Detailed Description

Exemplary embodiments of the present disclosure will be described in more detail below with reference to the accompanying drawings. While exemplary embodiments of the present disclosure are shown in the drawings, it should be understood that the present disclosure may be embodied in various forms and should not be limited to the embodiments set forth herein. Rather, these embodiments are provided so that this disclosure will be thorough and complete, and will fully convey the scope of the disclosure to those skilled in the art. It should be noted that the embodiments and features of the embodiments may be combined with each other without conflict. The present invention will be described in detail below with reference to the embodiments with reference to the attached drawings.

Referring to fig. 1, the reheater structure of the header reheating system provided by the invention comprises a first unit and a second unit, a steam connecting pipe 1, a steam exhaust connecting pipe 4, a reheater bypass 8, a reheated steam connecting pipe 11, first to sixth temperature and pressure reducing valves 2, 6, 7, 9, 10 and 12, and first to third shutoff valves 3, 5 and 13. Wherein, the superheated steam of a boiler passes through steam connecting pipe 1 UNICOM to the high pressure cylinder steam inlet of No. two steam turbines, and No. two steam turbine high pressure steam extraction connecting pipe 4 UNICOMs are to the female pipe of the reheater entry of a boiler, and reheater bypass 8 UNICOMs female pipe of reheater entry, low temperature reheater export and high temperature reheater export. The middle of the steam connecting pipe 1 and the steam exhaust connecting pipe 4 is respectively provided with a first temperature and pressure reducing valve 2 and a second temperature and pressure reducing valve 6. The steam flow in the low-temperature reheater and the high-temperature reheater pipeline is controlled by a third temperature and pressure reducing valve 7, a fourth temperature and pressure reducing valve 9 and a fifth temperature and pressure reducing valve 10. The outlet of the high-temperature reheater of the first boiler is communicated to the steam inlet of the intermediate pressure cylinder of the second steam turbine through a reheat steam connecting pipe 11, and the steam flow is controlled through a sixth temperature and pressure reducing valve 12 and a first shutoff valve 13.

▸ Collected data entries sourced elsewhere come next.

#[cfg(test)]
mod tests {
    use super::*;
    use ratatui::{backend::TestBackend, Terminal};

    fn app_with(settings: Settings) -> App {
        App::new(settings, None)
    }

    fn rendered(app: &App) -> String {
        let backend = TestBackend::new(100, 32);
        let mut terminal = Terminal::new(backend).unwrap();
        terminal.draw(|f| ui(app, f)).unwrap();
        let buffer = terminal.backend().buffer();
        buffer.content.iter().map(|c| c.symbol()).collect()
    }

    #[test]
    fn test_cli_default_values() {
        let cli = Cli::parse_from(["endclock"]);
        assert_eq!(cli.preset, None);
        assert_eq!(cli.lines, None);
        assert!(!cli.no_beep_prep);
        assert!(!cli.has_round_overrides());
        assert_eq!(cli.log_path(), None);
    }

    #[test]
    fn test_cli_rejects_three_lines() {
        assert!(Cli::try_parse_from(["endclock", "--lines", "3"]).is_err());
    }

    #[test]
    fn test_cli_preset_only_keeps_named_preset() {
        let cli = Cli::parse_from(["endclock", "--preset", "usa-outdoor"]);
        let mut settings = Settings::default();
        cli.apply_to(&mut settings);
        assert_eq!(settings.preset, Preset::UsaOutdoor);
        assert_eq!(settings.round.shoot_secs, 240);
    }

    #[test]
    fn test_cli_overrides_switch_to_custom() {
        let cli = Cli::parse_from([
            "endclock",
            "--preset",
            "usa18m",
            "-l",
            "1",
            "--shoot",
            "90",
            "--no-beep-end",
        ]);
        let mut settings = Settings::default();
        cli.apply_to(&mut settings);

        assert_eq!(settings.preset, Preset::Custom);
        assert_eq!(settings.round.line_count, 1);
        assert_eq!(settings.round.shoot_secs, 90);
        assert_eq!(settings.round.prep_secs, 10);
        assert!(!settings.round.beep_on_end_complete);
        assert_eq!(settings.custom, settings.round);
    }

    #[test]
    fn test_cli_log_file_implies_logging() {
        let cli = Cli::parse_from(["endclock", "--log-file", "/tmp/endclock-test.log"]);
        assert_eq!(cli.log_path(), Some(PathBuf::from("/tmp/endclock-test.log")));
    }

    #[test]
    fn test_init_tracing_survives_unwritable_log_path() {
        let dir = tempfile::tempdir().unwrap();
        let blocker = dir.path().join("blocker");
        std::fs::write(&blocker, b"").unwrap();

        // parent is a regular file: directory creation and file open both fail
        init_tracing(Some(blocker.join("logs").join("endclock.log")));
        init_tracing(None);
        assert!(!blocker.join("logs").exists());
    }

    #[test]
    fn test_app_modes_follow_round() {
        let mut app = app_with(Settings::default());
        assert_eq!(app.mode(), Mode::Setup);

        app.apply(Action::Start);
        assert_eq!(app.round.state().status, Status::Prep);
        assert_eq!(app.mode(), Mode::Running);

        app.apply(Action::RequestReset);
        assert_eq!(app.mode(), Mode::ConfirmReset);
        app.apply(Action::CancelReset);
        assert_eq!(app.round.state().status, Status::Prep);

        app.apply(Action::RequestReset);
        app.apply(Action::ConfirmReset);
        assert_eq!(app.round.state().status, Status::Idle);
        assert_eq!(app.mode(), Mode::Setup);
    }

    #[test]
    fn test_request_reset_ignored_when_idle() {
        let mut app = app_with(Settings::default());
        app.apply(Action::RequestReset);
        assert_eq!(app.screen, AppScreen::Main);
    }

    #[test]
    fn test_app_start_uses_edited_settings() {
        let mut app = app_with(Settings::default());
        // Lines field
        app.apply(Action::SelectNext);
        assert_eq!(app.selected_field(), SettingField::Lines);
        app.apply(Action::Decrease);
        assert_eq!(app.settings.preset, Preset::Custom);

        app.apply(Action::Start);
        assert_eq!(app.round.config().line_count, 1);
    }

    #[test]
    fn test_selection_wraps() {
        let mut app = app_with(Settings::default());
        app.apply(Action::SelectPrev);
        assert_eq!(app.selected_field(), SettingField::Theme);
        app.apply(Action::SelectNext);
        assert_eq!(app.selected_field(), SettingField::Preset);
    }

    #[test]
    fn test_quit_action() {
        let mut app = app_with(Settings::default());
        assert_eq!(app.apply(Action::Quit), Flow::Quit);
        assert_eq!(app.apply(Action::SelectNext), Flow::Continue);
    }

    #[test]
    fn test_ui_setup_screen() {
        let app = app_with(Settings::default());
        let content = rendered(&app);
        assert!(content.contains("Preset"));
        assert!(content.contains("USA 18m"));
        assert!(content.contains("start"));
    }

    #[test]
    fn test_ui_running_screen() {
        let mut app = app_with(Settings::default());
        app.apply(Action::Start);
        let content = rendered(&app);
        assert!(content.contains("Practice 1 / 2"));
        assert!(content.contains("Line AB"));
        assert!(content.contains("PREP"));
    }

    #[test]
    fn test_ui_between_screen_shows_stats() {
        let mut app = app_with(Settings::default());
        app.apply(Action::Start);
        app.apply(Action::FinishNow);
        let content = rendered(&app);
        assert!(content.contains("Last End"));
        assert!(content.contains("--:--"));
    }

    #[test]
    fn test_ui_confirm_reset_overlay() {
        let mut app = app_with(Settings::default());
        app.apply(Action::Start);
        app.apply(Action::RequestReset);
        let content = rendered(&app);
        assert!(content.contains("Reset the round?"));
    }

    #[test]
    fn test_ui_finished_screen() {
        let mut settings = Settings::default();
        settings.round.line_count = 1;
        settings.round.practice_ends = 0;
        settings.round.scoring_ends = 1;
        let mut app = app_with(settings);
        app.apply(Action::Start);
        app.apply(Action::FinishNow);
        app.apply(Action::NextSegment);
        assert_eq!(app.round.state().status, Status::Finished);

        let content = rendered(&app);
        assert!(content.contains("Finished"));
        assert!(content.contains("Done"));
    }

    #[test]
    fn test_ui_tiny_terminal_does_not_panic() {
        let mut app = app_with(Settings::default());
        app.apply(Action::Start);
        let backend = TestBackend::new(20, 6);
        let mut terminal = Terminal::new(backend).unwrap();
        terminal.draw(|f| ui(&app, f)).unwrap();
    }
}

The steam flow in the pipeline of the low-temperature reheater and the high-temperature reheater is controlled through a flow regulating valve and a shutoff valve, desuperheating water is put into the inlet of the low-temperature reheater, redundant steam is discharged through a bypass and is completely mixed at the outlet of the reheater, so that the steam flow rate in the pipeline of the low-temperature reheater and the high-temperature reheater is controlled to be 35m/s-60m/s, and the steam flow rate is ensured to be in a safe range.

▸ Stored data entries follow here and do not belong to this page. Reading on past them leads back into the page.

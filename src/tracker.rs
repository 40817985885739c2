use chrono::{DateTime, Duration as ChronoDuration, Local};

use crate::util::mean;

/// When the round is expected to finish, based on the average segment so far
#[derive(Debug, Clone, Copy, PartialEq, Eq)]
pub enum FinishEstimate {
    /// No segment has completed yet
    Unavailable,
    At(DateTime<Local>),
    /// Every segment of the round has completed
    Done,
}

/// Live round statistics. `None` means "no data yet", never zero.
#[derive(Debug, Clone, Copy, PartialEq)]
pub struct SegmentStats {
    pub started_at: Option<DateTime<Local>>,
    pub elapsed_ms: Option<u64>,
    pub last_ms: Option<u64>,
    pub average_ms: Option<f64>,
    pub completed: usize,
    pub finish: FinishEstimate,
}

/// Records wall-clock durations of completed line-passes.
///
/// Segments are contiguous: completing one opens the next at the same instant.
#[derive(Debug, Clone, Default)]
pub struct SegmentTracker {
    round_started_at: Option<DateTime<Local>>,
    round_finished_at: Option<DateTime<Local>>,
    segment_started_at: Option<DateTime<Local>>,
    completed: Vec<u64>,
}

impl SegmentTracker {
    pub fn new() -> Self {
        Self::default()
    }

    /// Clear previous data, stamp the round start and open its first segment.
    pub fn begin_round(&mut self, at: DateTime<Local>) {
        self.reset();
        self.round_started_at = Some(at);
        self.segment_started_at = Some(at);
    }

    /// Open a segment at `at`, discarding any unclosed one.
    pub fn begin_segment(&mut self, at: DateTime<Local>) {
        self.segment_started_at = Some(at);
    }

    /// Close the open segment and open the next one at the same instant.
    /// Returns `None` when no segment was open.
    pub fn complete_segment(&mut self, at: DateTime<Local>) -> Option<u64> {
        let started = self.segment_started_at?;
        let duration_ms = (at - started).num_milliseconds().max(0) as u64;
        self.completed.push(duration_ms);
        self.segment_started_at = Some(at);
        Some(duration_ms)
    }

    /// Stamp the end of the round. Elapsed time stops at this instant and no
    /// segment stays open.
    pub fn finish_round(&mut self, at: DateTime<Local>) {
        self.round_finished_at = Some(at);
        self.segment_started_at = None;
    }

    pub fn reset(&mut self) {
        self.round_started_at = None;
        self.round_finished_at = None;
        self.segment_started_at = None;
        self.completed.clear();
    }

    pub fn durations(&self) -> &[u64] {
        &self.completed
    }

    pub fn stats(&self, total_segments: usize, now: DateTime<Local>) -> SegmentStats {
        let samples: Vec<f64> = self.completed.iter().map(|&d| d as f64).collect();
        let average_ms = mean(&samples);
        let count = self.completed.len();

        let finish = match average_ms {
            None => FinishEstimate::Unavailable,
            Some(_) if count >= total_segments => FinishEstimate::Done,
            Some(avg) => {
                let remaining = (total_segments - count) as f64 * avg;
                FinishEstimate::At(now + ChronoDuration::milliseconds(remaining.round() as i64))
            }
        };

        let until = self.round_finished_at.unwrap_or(now);
        SegmentStats {
            started_at: self.round_started_at,
            elapsed_ms: self
                .round_started_at
                .map(|start| (until - start).num_milliseconds().max(0) as u64),
            last_ms: self.completed.last().copied(),
            average_ms,
            completed: count,
            finish,
        }
    }
}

A second boiler in the system is in a boiler shutdown or hot standby state, the two units are in a grid-connected power generation state, and the two units share an electric load instruction. Before the second boiler is started, the first to third shut-off valves 3, 5 and 13 in the system are adjusted, and the main control system can be recovered to be a common unit system.

In conclusion, compared with the conventional reheater structure, the reheater structure of the header reheating system can effectively solve the problem that the steam flow speed in the reheating pipeline in the header reheating system is too high, and meanwhile, compared with the conventional reheater structure, the reheater structure is fewer in pipelines and lower in reconstruction cost, and is a reheater structure which can be applied to the header reheating system.

Although the invention has been described in detail hereinabove with respect to a general description and specific embodiments thereof, it will be apparent to those skilled in the art that modifications or improvements may be made thereto based on the invention. Accordingly, such modifications and improvements are intended to be within the scope of the invention as claimed.